Activity:
If "failure" shows up in a line of the material, return that line.

__________________________________________________

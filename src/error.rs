//! Error types for duplex connections.
//!
//! This module defines all error types used throughout the crate.
//!
//! # Usage
//!
//! All fallible operations return [`Result<T>`] which uses [`Error`]:
//!
//! ```ignore
//! use duplex_connection::{Connection, Payload, Result};
//!
//! async fn example(connection: &Connection) -> Result<()> {
//!     connection.start().await?;
//!     connection.send(Payload::text("hello")).await?;
//!     Ok(())
//! }
//! ```
//!
//! # Error Categories
//!
//! | Category | Variants |
//! |----------|----------|
//! | State | [`Error::InvalidState`], [`Error::ConnectionStopped`] |
//! | Configuration | [`Error::Config`], [`Error::UnresolvableUrl`] |
//! | Negotiation | [`Error::Negotiation`], [`Error::Http`], [`Error::Unauthorized`], [`Error::Forbidden`] |
//! | Transport | [`Error::NoAvailableTransport`], [`Error::TransportConnect`], [`Error::TransportClosed`], [`Error::ConnectionClosed`] |
//! | External | [`Error::Url`], [`Error::Json`], [`Error::WebSocket`], [`Error::Io`], [`Error::ChannelClosed`] |

// ============================================================================
// Imports
// ============================================================================

use std::io::Error as IoError;
use std::result::Result as StdResult;

use thiserror::Error;
use tokio::sync::oneshot::error::RecvError;
use tokio_tungstenite::tungstenite::Error as WsError;

use crate::connection::ConnectionState;
use crate::transport::TransportKind;

// ============================================================================
// Result Alias
// ============================================================================

/// Result type alias using crate [`enum@Error`].
///
/// All fallible operations in this crate return this type.
pub type Result<T> = StdResult<T, Error>;

// ============================================================================
// Error Enum
// ============================================================================

/// Main error type for the crate.
///
/// Each variant includes relevant context for debugging.
#[derive(Error, Debug)]
pub enum Error {
    // ========================================================================
    // State Errors
    // ========================================================================
    /// Operation not allowed in the current connection state.
    ///
    /// Returned when `start` is called twice or `send` is called while
    /// the connection is not connected.
    #[error("Cannot {operation} a connection in the {state} state")]
    InvalidState {
        /// The rejected operation.
        operation: &'static str,
        /// State the connection was in.
        state: ConnectionState,
    },

    /// The start sequence was aborted by a concurrent stop.
    #[error("Connection was stopped before it finished connecting")]
    ConnectionStopped,

    // ========================================================================
    // Configuration Errors
    // ========================================================================
    /// Configuration error.
    ///
    /// Returned when connection options are invalid.
    #[error("Configuration error: {message}")]
    Config {
        /// Description of the configuration error.
        message: String,
    },

    /// Relative URL with no base origin to resolve it against.
    #[error("Cannot resolve relative url '{url}' without a base url")]
    UnresolvableUrl {
        /// The caller-supplied url.
        url: String,
    },

    // ========================================================================
    // Negotiation Errors
    // ========================================================================
    /// Negotiation failed (network, parse, or server rejection).
    #[error("Negotiation failed: {message}")]
    Negotiation {
        /// Description of the negotiation failure.
        message: String,
    },

    /// Non-success HTTP status from the negotiation client.
    #[error("HTTP {status}: {message}")]
    Http {
        /// HTTP status code.
        status: u16,
        /// Response body or reason phrase.
        message: String,
    },

    /// Server rejected the connection as unauthenticated.
    ///
    /// Carries the redirect location or server message.
    #[error("Unauthorized: {message}")]
    Unauthorized {
        /// Redirect location or server-supplied message.
        message: String,
    },

    /// Server rejected the connection as not permitted.
    #[error("Forbidden: {message}")]
    Forbidden {
        /// Redirect location or server-supplied message.
        message: String,
    },

    // ========================================================================
    // Transport Errors
    // ========================================================================
    /// No transport satisfies both the caller and the server.
    #[error("No available transport: {message}")]
    NoAvailableTransport {
        /// Why selection failed.
        message: String,
    },

    /// The selected transport failed to connect.
    #[error("{transport} transport failed to connect: {message}")]
    TransportConnect {
        /// Name of the transport that failed.
        transport: String,
        /// Description of the connect failure.
        message: String,
    },

    /// Transport closed by the remote end with a close frame.
    #[error("Transport closed ({code}): {reason}")]
    TransportClosed {
        /// Close status code.
        code: u16,
        /// Close reason text.
        reason: String,
    },

    /// Connection closed unexpectedly.
    #[error("Connection closed")]
    ConnectionClosed,

    // ========================================================================
    // External Errors
    // ========================================================================
    /// URL parse error.
    #[error("URL error: {0}")]
    Url(#[from] url::ParseError),

    /// JSON serialization error.
    #[error("JSON error: {0}")]
    Json(#[from] serde_json::Error),

    /// WebSocket error.
    #[error("WebSocket error: {0}")]
    WebSocket(#[from] WsError),

    /// IO error.
    #[error("IO error: {0}")]
    Io(#[from] IoError),

    /// Channel receive error.
    #[error("Channel closed")]
    ChannelClosed(#[from] RecvError),
}

// ============================================================================
// Error Constructors
// ============================================================================

impl Error {
    /// Creates an invalid state error.
    #[inline]
    pub fn invalid_state(operation: &'static str, state: ConnectionState) -> Self {
        Self::InvalidState { operation, state }
    }

    /// Creates a configuration error.
    #[inline]
    pub fn config(message: impl Into<String>) -> Self {
        Self::Config {
            message: message.into(),
        }
    }

    /// Creates an unresolvable url error.
    #[inline]
    pub fn unresolvable_url(url: impl Into<String>) -> Self {
        Self::UnresolvableUrl { url: url.into() }
    }

    /// Creates a negotiation error.
    #[inline]
    pub fn negotiation(message: impl Into<String>) -> Self {
        Self::Negotiation {
            message: message.into(),
        }
    }

    /// Creates an HTTP status error.
    #[inline]
    pub fn http(status: u16, message: impl Into<String>) -> Self {
        Self::Http {
            status,
            message: message.into(),
        }
    }

    /// Creates an unauthorized error.
    #[inline]
    pub fn unauthorized(message: impl Into<String>) -> Self {
        Self::Unauthorized {
            message: message.into(),
        }
    }

    /// Creates a forbidden error.
    #[inline]
    pub fn forbidden(message: impl Into<String>) -> Self {
        Self::Forbidden {
            message: message.into(),
        }
    }

    /// Creates a no available transport error.
    #[inline]
    pub fn no_available_transport(message: impl Into<String>) -> Self {
        Self::NoAvailableTransport {
            message: message.into(),
        }
    }

    /// Creates a transport connect error.
    #[inline]
    pub fn transport_connect(transport: impl Into<String>, message: impl Into<String>) -> Self {
        Self::TransportConnect {
            transport: transport.into(),
            message: message.into(),
        }
    }

    /// Creates a transport connect error for a known transport kind.
    #[inline]
    pub fn connect_failed(kind: TransportKind, message: impl Into<String>) -> Self {
        Self::transport_connect(kind.as_str(), message)
    }

    /// Creates a transport closed error.
    #[inline]
    pub fn transport_closed(code: u16, reason: impl Into<String>) -> Self {
        Self::TransportClosed {
            code,
            reason: reason.into(),
        }
    }
}

// ============================================================================
// Error Predicates
// ============================================================================

impl Error {
    /// Returns `true` if this error carries an auth redirect.
    #[inline]
    #[must_use]
    pub fn is_redirect(&self) -> bool {
        matches!(self, Self::Unauthorized { .. } | Self::Forbidden { .. })
    }

    /// Returns `true` if this error came from negotiation.
    #[inline]
    #[must_use]
    pub fn is_negotiation_error(&self) -> bool {
        matches!(
            self,
            Self::Negotiation { .. }
                | Self::Http { .. }
                | Self::Unauthorized { .. }
                | Self::Forbidden { .. }
        )
    }

    /// Returns `true` if this is a transport error.
    #[inline]
    #[must_use]
    pub fn is_transport_error(&self) -> bool {
        matches!(
            self,
            Self::NoAvailableTransport { .. }
                | Self::TransportConnect { .. }
                | Self::TransportClosed { .. }
                | Self::ConnectionClosed
                | Self::WebSocket(_)
        )
    }

    /// Returns the textual reason of a remote close, if any.
    #[inline]
    #[must_use]
    pub fn close_reason(&self) -> Option<&str> {
        match self {
            Self::TransportClosed { reason, .. } => Some(reason),
            _ => None,
        }
    }
}

// ============================================================================
// Tests
// ============================================================================
//! Transport selection policy.
//!
//! # Rules
//!
//! 1. No preference: the first advertised kind the factory can construct.
//! 2. Preferred kind: used only if the server also advertises it.
//! 3. Custom transport: used as-is, ignoring the advertised list.
//! 4. Otherwise: [`Error::NoAvailableTransport`].
//!
//! The server's advertised order is the only tie-break.

// ============================================================================
// Imports
// ============================================================================

use std::fmt;
use std::sync::Arc;

use tracing::debug;

use crate::error::{Error, Result};

use super::{Transport, TransportFactory, TransportKind};

// ============================================================================
// TransportChoice
// ============================================================================

/// What the caller asked for.
#[derive(Clone)]
pub enum TransportChoice {
    /// A built-in kind, subject to the server's advertised list.
    Kind(TransportKind),
    /// A caller-built transport, used unconditionally.
    Custom(Arc<dyn Transport>),
}

impl TransportChoice {
    /// Wraps a caller-built transport.
    #[inline]
    #[must_use]
    pub fn custom(transport: impl Transport + 'static) -> Self {
        Self::Custom(Arc::new(transport))
    }

    /// Returns the preferred kind, if this is not a custom transport.
    #[inline]
    #[must_use]
    pub const fn kind(&self) -> Option<TransportKind> {
        match self {
            Self::Kind(kind) => Some(*kind),
            Self::Custom(_) => None,
        }
    }
}

impl From<TransportKind> for TransportChoice {
    fn from(kind: TransportKind) -> Self {
        Self::Kind(kind)
    }
}

impl fmt::Debug for TransportChoice {
    fn fmt(&self, f: &mut fmt::Formatter<'_>) -> fmt::Result {
        match self {
            Self::Kind(kind) => f.debug_tuple("Kind").field(kind).finish(),
            Self::Custom(transport) => f.debug_tuple("Custom").field(&transport.name()).finish(),
        }
    }
}

// ============================================================================
// SelectedTransport
// ============================================================================

/// Outcome of selection.
pub struct SelectedTransport {
    /// The transport to connect.
    pub transport: Arc<dyn Transport>,
    /// Kind of the transport, `None` for custom transports.
    pub kind: Option<TransportKind>,
}

impl SelectedTransport {
    /// Name used in logs and errors.
    #[must_use]
    pub fn name(&self) -> String {
        self.kind
            .map_or_else(|| self.transport.name().to_string(), |kind| kind.to_string())
    }
}

impl fmt::Debug for SelectedTransport {
    fn fmt(&self, f: &mut fmt::Formatter<'_>) -> fmt::Result {
        f.debug_struct("SelectedTransport")
            .field("name", &self.name())
            .field("kind", &self.kind)
            .finish()
    }
}

// ============================================================================
// Selection
// ============================================================================

/// Picks a kind from the advertised list.
///
/// Returns `None` when no kind satisfies the rules.
#[must_use]
pub fn choose_kind(
    preferred: Option<TransportKind>,
    available: &[TransportKind],
    supports: impl Fn(TransportKind) -> bool,
) -> Option<TransportKind> {
    match preferred {
        Some(kind) => (available.contains(&kind) && supports(kind)).then_some(kind),
        None => available.iter().copied().find(|kind| supports(*kind)),
    }
}

/// Produces the transport to connect with.
///
/// # Errors
///
/// Returns [`Error::NoAvailableTransport`] if nothing satisfies the rules.
pub fn select_transport(
    choice: Option<&TransportChoice>,
    available: &[TransportKind],
    factory: &dyn TransportFactory,
) -> Result<SelectedTransport> {
    if let Some(TransportChoice::Custom(transport)) = choice {
        debug!(transport = transport.name(), "Using custom transport");
        return Ok(SelectedTransport {
            transport: Arc::clone(transport),
            kind: None,
        });
    }

    let preferred = choice.and_then(TransportChoice::kind);

    let Some(kind) = choose_kind(preferred, available, |kind| factory.supports(kind)) else {
        let advertised = available
            .iter()
            .map(|kind| kind.as_str())
            .collect::<Vec<_>>()
            .join(", ");
        let message = match preferred {
            Some(kind) => format!("{kind} was requested but the server offers [{advertised}]"),
            None => format!("none of the server's transports [{advertised}] are supported"),
        };
        return Err(Error::no_available_transport(message));
    };

    debug!(transport = %kind, "Selected transport");

    Ok(SelectedTransport {
        transport: factory.create(kind)?,
        kind: Some(kind),
    })
}

// ============================================================================
// Tests
// ============================================================================

#[cfg(test)]
mod tests {
    use super::*;

    use proptest::prelude::*;

    use crate::transport::{TransportRegistry, WebSocketTransport};

    use crate::transport::TransportKind::{LongPolling, ServerSentEvents, WebSockets};

    fn all_supported() -> TransportRegistry {
        TransportKind::ALL
            .into_iter()
            .fold(TransportRegistry::new(), |registry, kind| {
                registry.register(kind, || Arc::new(WebSocketTransport::new()))
            })
    }

    #[test]
    fn test_first_advertised_wins_without_preference() {
        let selected = select_transport(None, &[LongPolling, ServerSentEvents], &all_supported())
            .expect("select");
        assert_eq!(selected.kind, Some(LongPolling));
    }

    #[test]
    fn test_unsupported_kinds_are_skipped() {
        let registry = TransportRegistry::with_defaults();
        let selected = select_transport(None, &[LongPolling, WebSockets], &registry).expect("select");
        assert_eq!(selected.kind, Some(WebSockets));
    }

    #[test]
    fn test_preferred_used_when_advertised() {
        let choice = TransportChoice::from(ServerSentEvents);
        let selected = select_transport(
            Some(&choice),
            &[WebSockets, ServerSentEvents],
            &all_supported(),
        )
        .expect("select");
        assert_eq!(selected.kind, Some(ServerSentEvents));
    }

    #[test]
    fn test_preferred_missing_from_advertised_fails() {
        let choice = TransportChoice::from(WebSockets);
        let err = select_transport(Some(&choice), &[LongPolling], &all_supported())
            .err()
            .expect("should fail");
        assert!(matches!(err, Error::NoAvailableTransport { .. }));
        assert!(err.to_string().contains("WebSockets was requested"));
    }

    #[test]
    fn test_custom_bypasses_advertised() {
        let choice = TransportChoice::custom(WebSocketTransport::new());
        let selected =
            select_transport(Some(&choice), &[], &TransportRegistry::new()).expect("select");
        assert!(selected.kind.is_none());
        assert_eq!(selected.name(), "WebSockets");
    }

    #[test]
    fn test_empty_advertised_fails() {
        let err = select_transport(None, &[], &all_supported())
            .err()
            .expect("should fail");
        assert!(matches!(err, Error::NoAvailableTransport { .. }));
    }

    fn kind_strategy() -> impl Strategy<Value = TransportKind> {
        prop_oneof![Just(WebSockets), Just(ServerSentEvents), Just(LongPolling)]
    }

    proptest! {
        #[test]
        fn prop_choice_is_advertised(
            available in proptest::collection::vec(kind_strategy(), 0..6),
            preferred in proptest::option::of(kind_strategy()),
        ) {
            if let Some(kind) = choose_kind(preferred, &available, |_| true) {
                prop_assert!(available.contains(&kind));
                if let Some(preferred) = preferred {
                    prop_assert_eq!(kind, preferred);
                }
            }
        }

        #[test]
        fn prop_no_preference_takes_first(
            available in proptest::collection::vec(kind_strategy(), 1..6),
        ) {
            prop_assert_eq!(choose_kind(None, &available, |_| true), Some(available[0]));
        }
    }
}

__________________________________________________

Exercise answer:
        /// Description of the negotiation failure.
        /// Description of the connect failure.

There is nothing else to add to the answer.